Wired Hotel: Are you “watching” or “listening” to your online visitors? by Jerry Tarasofsky

More than ever before, hospitality marketers are being asked to justify expenses based on metrics and it should be no different for those responsible for the development of your web site initiatives.

The question is – are you presently using analytics to measure the effectiveness of your web site initiatives? If the answer is no, you are not alone. A recent study by the CMO Council shows that fewer than 20% of senior marketing executives have developed measurement metrics. And even the definition of what should be measured varies widely. For instance, only 23% of online retailers define conversion rates the same way and 66% still use click-throughs to measure ROI of a marketing campaign, according to a Jupiter Research Online Retail Metrics Report. If you are among this group that is not presently using analytics of any form, it would be my suggestion that you immediately assign a member of your marketing team to lay down the ground work for establishing a web analytics program ASAP.

If you are using analytics to measure activity at your web site, you need to understand what metrics provide the most valuable information and how best to use that information.

First and foremost, it is imperative that you have metrics that allow you to understand what makes your web site visitor tick – you must access their “Consumer DNA”. Companies that develop a learning dialogue with their customers and access that “Consumer DNA” create a competitive advantage that is defendable, unique and permanent.

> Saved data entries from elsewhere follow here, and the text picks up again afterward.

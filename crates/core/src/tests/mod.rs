// Copyright (C) 2026 Fred Clausen
// Use of this source code is governed by an MIT-style
// license that can be found in the LICENSE file or at
// https://opensource.org/licenses/MIT.

#![allow(clippy::expect_used, clippy::unwrap_used)]

mod allocator_tests;
mod helpers;
mod tenant_tests;
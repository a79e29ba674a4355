// Copyright (C) 2026 Fred Clausen
// Use of this source code is governed by an MIT-style
// license that can be found in the LICENSE file or at
// https://opensource.org/licenses/MIT.

//! Resolution of the highest sequence already used by a tenant.
//!
//! The scan reads every stored number of the kind. Stored counters are never
//! consulted here.

use tracing::warn;
use tradeflow_domain::{DocumentKind, TenantId, parse_trailing_sequence};

use crate::error::CoreError;
use crate::store::DocumentStore;

/// Returns the highest sequence in use for `kind`, or 0 if there is none.
///
/// Numbers without a trailing digit group are logged and skipped.
///
/// # Errors
///
/// Returns `CoreError::Store` if the numbers cannot be listed.
pub fn highest_used<S: DocumentStore>(
    store: &mut S,
    tenant: TenantId,
    kind: DocumentKind,
) -> Result<u64, CoreError> {
    let numbers: Vec<String> = store.list_document_numbers(tenant, kind)?;
    Ok(highest_sequence(tenant, kind, &numbers))
}

/// Returns the maximum trailing sequence across `numbers`.
#[must_use]
pub fn highest_sequence(tenant: TenantId, kind: DocumentKind, numbers: &[String]) -> u64 {
    numbers
        .iter()
        .filter_map(|number| match parse_trailing_sequence(number) {
            Ok(sequence) => Some(sequence),
            Err(err) => {
                warn!(
                    tenant = %tenant,
                    kind = %kind,
                    number = number.as_str(),
                    error = %err,
                    "Skipping malformed document number"
                );
                None
            }
        })
        .max()
        .unwrap_or(0)
}
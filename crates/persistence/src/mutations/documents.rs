// Copyright (C) 2026 Fred Clausen
// Use of this source code is governed by an MIT-style
// license that can be found in the LICENSE file or at
// https://opensource.org/licenses/MIT.

//! Document inserts and lifecycle updates.
//!
//! The unique constraint on `(tenant_id, document_number)` is what finally
//! settles two callers that allocated the same number; the loser's insert
//! fails with `PersistenceError::UniqueViolation`.

use diesel::prelude::*;
use diesel::{MysqlConnection, SqliteConnection};
use tracing::debug;
use tradeflow_domain::{DocumentBody, DocumentId, NewDocument, TenantId};

use crate::backend::PersistenceBackend;
use crate::diesel_schema::{estimates, invoices, projects, purchase_orders, work_orders};
use crate::error::PersistenceError;
use crate::rows::{format_date, format_timestamp};

backend_fn! {
/// Inserts a document and returns its new id.
///
/// # Errors
///
/// Returns `PersistenceError::UniqueViolation` if the number (or conversion
/// key) is already used within the tenant, and other errors if the insert
/// fails.
pub fn insert_document(
    conn: &mut _,
    document: &NewDocument,
    created_at: &str,
) -> Result<DocumentId, PersistenceError> {
    let tenant_id: i64 = document.tenant_id.value();
    let number: &str = &document.number;
    let key: Option<String> = document.conversion_key.map(|k| k.to_string());
    let key: Option<&str> = key.as_deref();

    match &document.body {
        DocumentBody::Estimate(e) => {
            diesel::insert_into(estimates::table)
                .values((
                    estimates::tenant_id.eq(tenant_id),
                    estimates::document_number.eq(number),
                    estimates::conversion_key.eq(key),
                    estimates::title.eq(&e.title),
                    estimates::description.eq(e.description.as_deref()),
                    estimates::customer_id.eq(e.customer_id),
                    estimates::customer_site_id.eq(e.customer_site_id),
                    estimates::status.eq(e.status.as_str()),
                    estimates::subtotal.eq(e.totals.subtotal.to_string()),
                    estimates::tax_rate.eq(e.totals.tax_rate.to_string()),
                    estimates::tax_amount.eq(e.totals.tax_amount.to_string()),
                    estimates::total_amount.eq(e.totals.total_amount.to_string()),
                    estimates::created_at.eq(created_at),
                ))
                .execute(conn)?;
        }
        DocumentBody::Project(p) => {
            let actual_end_date: Option<String> =
                p.actual_end_date.map(format_date).transpose()?;
            diesel::insert_into(projects::table)
                .values((
                    projects::tenant_id.eq(tenant_id),
                    projects::document_number.eq(number),
                    projects::conversion_key.eq(key),
                    projects::project_name.eq(&p.project_name),
                    projects::description.eq(p.description.as_deref()),
                    projects::customer_id.eq(p.customer_id),
                    projects::customer_site_id.eq(p.customer_site_id),
                    projects::estimate_id.eq(p.estimate_id.map(|id| id.value())),
                    projects::status.eq(p.status.as_str()),
                    projects::priority.eq(p.priority.as_str()),
                    projects::total_budget.eq(p.total_budget.to_string()),
                    projects::actual_end_date.eq(actual_end_date),
                    projects::created_at.eq(created_at),
                ))
                .execute(conn)?;
        }
        DocumentBody::WorkOrder(w) => {
            let completed_date: Option<String> =
                w.completed_date.map(format_timestamp).transpose()?;
            diesel::insert_into(work_orders::table)
                .values((
                    work_orders::tenant_id.eq(tenant_id),
                    work_orders::document_number.eq(number),
                    work_orders::conversion_key.eq(key),
                    work_orders::title.eq(&w.title),
                    work_orders::description.eq(w.description.as_deref()),
                    work_orders::customer_id.eq(w.customer_id),
                    work_orders::customer_site_id.eq(w.customer_site_id),
                    work_orders::project_id.eq(w.project_id.map(|id| id.value())),
                    work_orders::status.eq(w.status.as_str()),
                    work_orders::priority.eq(w.priority.as_str()),
                    work_orders::notes.eq(w.notes.as_deref()),
                    work_orders::completed_date.eq(completed_date),
                    work_orders::created_at.eq(created_at),
                ))
                .execute(conn)?;
        }
        DocumentBody::Invoice(i) => {
            diesel::insert_into(invoices::table)
                .values((
                    invoices::tenant_id.eq(tenant_id),
                    invoices::document_number.eq(number),
                    invoices::conversion_key.eq(key),
                    invoices::customer_id.eq(i.customer_id),
                    invoices::customer_site_id.eq(i.customer_site_id),
                    invoices::description.eq(i.description.as_deref()),
                    invoices::work_order_id.eq(i.work_order_id.map(|id| id.value())),
                    invoices::status.eq(i.status.as_str()),
                    invoices::subtotal.eq(i.totals.subtotal.to_string()),
                    invoices::tax_rate.eq(i.totals.tax_rate.to_string()),
                    invoices::tax_amount.eq(i.totals.tax_amount.to_string()),
                    invoices::total_amount.eq(i.totals.total_amount.to_string()),
                    invoices::created_at.eq(created_at),
                ))
                .execute(conn)?;
        }
        DocumentBody::PurchaseOrder(po) => {
            diesel::insert_into(purchase_orders::table)
                .values((
                    purchase_orders::tenant_id.eq(tenant_id),
                    purchase_orders::document_number.eq(number),
                    purchase_orders::conversion_key.eq(key),
                    purchase_orders::vendor_name.eq(&po.vendor_name),
                    purchase_orders::description.eq(po.description.as_deref()),
                    purchase_orders::project_id.eq(po.project_id.map(|id| id.value())),
                    purchase_orders::work_order_id.eq(po.work_order_id.map(|id| id.value())),
                    purchase_orders::status.eq(po.status.as_str()),
                    purchase_orders::subtotal.eq(po.totals.subtotal.to_string()),
                    purchase_orders::tax_rate.eq(po.totals.tax_rate.to_string()),
                    purchase_orders::tax_amount.eq(po.totals.tax_amount.to_string()),
                    purchase_orders::total_amount.eq(po.totals.total_amount.to_string()),
                    purchase_orders::created_at.eq(created_at),
                ))
                .execute(conn)?;
        }
    }

    let id: i64 = conn.get_last_insert_rowid()?;
    debug!(tenant_id, kind = %document.body.kind(), id, number, "Inserted document");
    Ok(DocumentId::new(id))
}
}

backend_fn! {
/// Writes the status and completion stamps held in `body` to the document's
/// row.
///
/// Returns the number of rows updated, which is zero when the document does
/// not belong to `tenant`.
///
/// # Errors
///
/// Returns an error if the update fails.
pub fn write_lifecycle_fields(
    conn: &mut _,
    tenant: TenantId,
    id: DocumentId,
    body: &DocumentBody,
) -> Result<usize, PersistenceError> {
    let tenant_id: i64 = tenant.value();
    let updated: usize = match body {
        DocumentBody::Estimate(e) => diesel::update(estimates::table)
            .filter(estimates::tenant_id.eq(tenant_id))
            .filter(estimates::estimate_id.eq(id.value()))
            .set(estimates::status.eq(e.status.as_str()))
            .execute(conn)?,
        DocumentBody::Project(p) => {
            let actual_end_date: Option<String> =
                p.actual_end_date.map(format_date).transpose()?;
            diesel::update(projects::table)
                .filter(projects::tenant_id.eq(tenant_id))
                .filter(projects::project_id.eq(id.value()))
                .set((
                    projects::status.eq(p.status.as_str()),
                    projects::actual_end_date.eq(actual_end_date),
                ))
                .execute(conn)?
        }
        DocumentBody::WorkOrder(w) => {
            let completed_date: Option<String> =
                w.completed_date.map(format_timestamp).transpose()?;
            diesel::update(work_orders::table)
                .filter(work_orders::tenant_id.eq(tenant_id))
                .filter(work_orders::work_order_id.eq(id.value()))
                .set((
                    work_orders::status.eq(w.status.as_str()),
                    work_orders::completed_date.eq(completed_date),
                ))
                .execute(conn)?
        }
        DocumentBody::Invoice(i) => diesel::update(invoices::table)
            .filter(invoices::tenant_id.eq(tenant_id))
            .filter(invoices::invoice_id.eq(id.value()))
            .set(invoices::status.eq(i.status.as_str()))
            .execute(conn)?,
        DocumentBody::PurchaseOrder(po) => diesel::update(purchase_orders::table)
            .filter(purchase_orders::tenant_id.eq(tenant_id))
            .filter(purchase_orders::purchase_order_id.eq(id.value()))
            .set(purchase_orders::status.eq(po.status.as_str()))
            .execute(conn)?,
    };

    debug!(tenant_id, kind = %body.kind(), id = %id, updated, "Wrote lifecycle fields");
    Ok(updated)
}
}
// Copyright (C) 2026 Fred Clausen
// Use of this source code is governed by an MIT-style
// license that can be found in the LICENSE file or at
// https://opensource.org/licenses/MIT.

//! Document queries.
//!
//! Each document kind has its own table, so every query matches on
//! `DocumentKind` and runs the same statement against the right table. All
//! reads are scoped by `tenant_id`.

use diesel::prelude::*;
use diesel::{MysqlConnection, SqliteConnection};
use tracing::debug;
use tradeflow_domain::{DocumentId, DocumentKind, DocumentRecord, TenantId};
use uuid::Uuid;

use super::found;
use crate::diesel_schema::{estimates, invoices, projects, purchase_orders, work_orders};
use crate::error::PersistenceError;
use crate::rows::{EstimateRow, InvoiceRow, ProjectRow, PurchaseOrderRow, WorkOrderRow};

backend_fn! {
/// Lists every document number the tenant has used for `kind`.
///
/// # Errors
///
/// Returns an error if the query fails.
pub fn list_document_numbers(
    conn: &mut _,
    tenant: TenantId,
    kind: DocumentKind,
) -> Result<Vec<String>, PersistenceError> {
    let tenant_id: i64 = tenant.value();
    let numbers: Vec<String> = match kind {
        DocumentKind::Estimate => estimates::table
            .filter(estimates::tenant_id.eq(tenant_id))
            .select(estimates::document_number)
            .load::<String>(conn)?,
        DocumentKind::Project => projects::table
            .filter(projects::tenant_id.eq(tenant_id))
            .select(projects::document_number)
            .load::<String>(conn)?,
        DocumentKind::WorkOrder => work_orders::table
            .filter(work_orders::tenant_id.eq(tenant_id))
            .select(work_orders::document_number)
            .load::<String>(conn)?,
        DocumentKind::Invoice => invoices::table
            .filter(invoices::tenant_id.eq(tenant_id))
            .select(invoices::document_number)
            .load::<String>(conn)?,
        DocumentKind::PurchaseOrder => purchase_orders::table
            .filter(purchase_orders::tenant_id.eq(tenant_id))
            .select(purchase_orders::document_number)
            .load::<String>(conn)?,
    };

    debug!(tenant = %tenant, kind = %kind, count = numbers.len(), "Listed document numbers");
    Ok(numbers)
}
}

backend_fn! {
/// Reads one document by id.
///
/// # Errors
///
/// Returns an error if the query fails or a stored column cannot be parsed.
/// Returns `Ok(None)` if the document does not exist for this tenant.
pub fn get_document(
    conn: &mut _,
    tenant: TenantId,
    kind: DocumentKind,
    id: DocumentId,
) -> Result<Option<DocumentRecord>, PersistenceError> {
    let tenant_id: i64 = tenant.value();
    match kind {
        DocumentKind::Estimate => found(
            estimates::table
                .filter(estimates::tenant_id.eq(tenant_id))
                .filter(estimates::estimate_id.eq(id.value()))
                .select(EstimateRow::as_select())
                .first::<EstimateRow>(conn),
        )?
        .map(EstimateRow::into_record)
        .transpose(),
        DocumentKind::Project => found(
            projects::table
                .filter(projects::tenant_id.eq(tenant_id))
                .filter(projects::project_id.eq(id.value()))
                .select(ProjectRow::as_select())
                .first::<ProjectRow>(conn),
        )?
        .map(ProjectRow::into_record)
        .transpose(),
        DocumentKind::WorkOrder => found(
            work_orders::table
                .filter(work_orders::tenant_id.eq(tenant_id))
                .filter(work_orders::work_order_id.eq(id.value()))
                .select(WorkOrderRow::as_select())
                .first::<WorkOrderRow>(conn),
        )?
        .map(WorkOrderRow::into_record)
        .transpose(),
        DocumentKind::Invoice => found(
            invoices::table
                .filter(invoices::tenant_id.eq(tenant_id))
                .filter(invoices::invoice_id.eq(id.value()))
                .select(InvoiceRow::as_select())
                .first::<InvoiceRow>(conn),
        )?
        .map(InvoiceRow::into_record)
        .transpose(),
        DocumentKind::PurchaseOrder => found(
            purchase_orders::table
                .filter(purchase_orders::tenant_id.eq(tenant_id))
                .filter(purchase_orders::purchase_order_id.eq(id.value()))
                .select(PurchaseOrderRow::as_select())
                .first::<PurchaseOrderRow>(conn),
        )?
        .map(PurchaseOrderRow::into_record)
        .transpose(),
    }
}
}

backend_fn! {
/// Finds the document a conversion produced, by its idempotency key.
///
/// # Errors
///
/// Returns an error if the query fails or a stored column cannot be parsed.
pub fn find_by_conversion_key(
    conn: &mut _,
    tenant: TenantId,
    kind: DocumentKind,
    key: Uuid,
) -> Result<Option<DocumentRecord>, PersistenceError> {
    let tenant_id: i64 = tenant.value();
    let key: String = key.to_string();
    match kind {
        DocumentKind::Estimate => found(
            estimates::table
                .filter(estimates::tenant_id.eq(tenant_id))
                .filter(estimates::conversion_key.eq(&key))
                .select(EstimateRow::as_select())
                .first::<EstimateRow>(conn),
        )?
        .map(EstimateRow::into_record)
        .transpose(),
        DocumentKind::Project => found(
            projects::table
                .filter(projects::tenant_id.eq(tenant_id))
                .filter(projects::conversion_key.eq(&key))
                .select(ProjectRow::as_select())
                .first::<ProjectRow>(conn),
        )?
        .map(ProjectRow::into_record)
        .transpose(),
        DocumentKind::WorkOrder => found(
            work_orders::table
                .filter(work_orders::tenant_id.eq(tenant_id))
                .filter(work_orders::conversion_key.eq(&key))
                .select(WorkOrderRow::as_select())
                .first::<WorkOrderRow>(conn),
        )?
        .map(WorkOrderRow::into_record)
        .transpose(),
        DocumentKind::Invoice => found(
            invoices::table
                .filter(invoices::tenant_id.eq(tenant_id))
                .filter(invoices::conversion_key.eq(&key))
                .select(InvoiceRow::as_select())
                .first::<InvoiceRow>(conn),
        )?
        .map(InvoiceRow::into_record)
        .transpose(),
        DocumentKind::PurchaseOrder => found(
            purchase_orders::table
                .filter(purchase_orders::tenant_id.eq(tenant_id))
                .filter(purchase_orders::conversion_key.eq(&key))
                .select(PurchaseOrderRow::as_select())
                .first::<PurchaseOrderRow>(conn),
        )?
        .map(PurchaseOrderRow::into_record)
        .transpose(),
    }
}
}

Your web site is a channel ideally suited to open, nurture and sustain that dialogue.

To create this dialogue, I believe attitudinal analytics are the best way to watch and truly listen to what your web site visitors have to say. It has been our experience however that many site owners believe behavioral analytics – simply “watching” or tracking “hits” and following click-streams is sufficient to understand what is going on in the minds of their users.

The analogy of someone watching vs. listening best describes the differences I am referring to. You can observe a guest’s reaction to your new room design and know whether it had positive or negative impact, but until you actually listen to them and get their feedback in a form you can take action on, you won’t know what if any impact that design had on their intention to return to your hotel.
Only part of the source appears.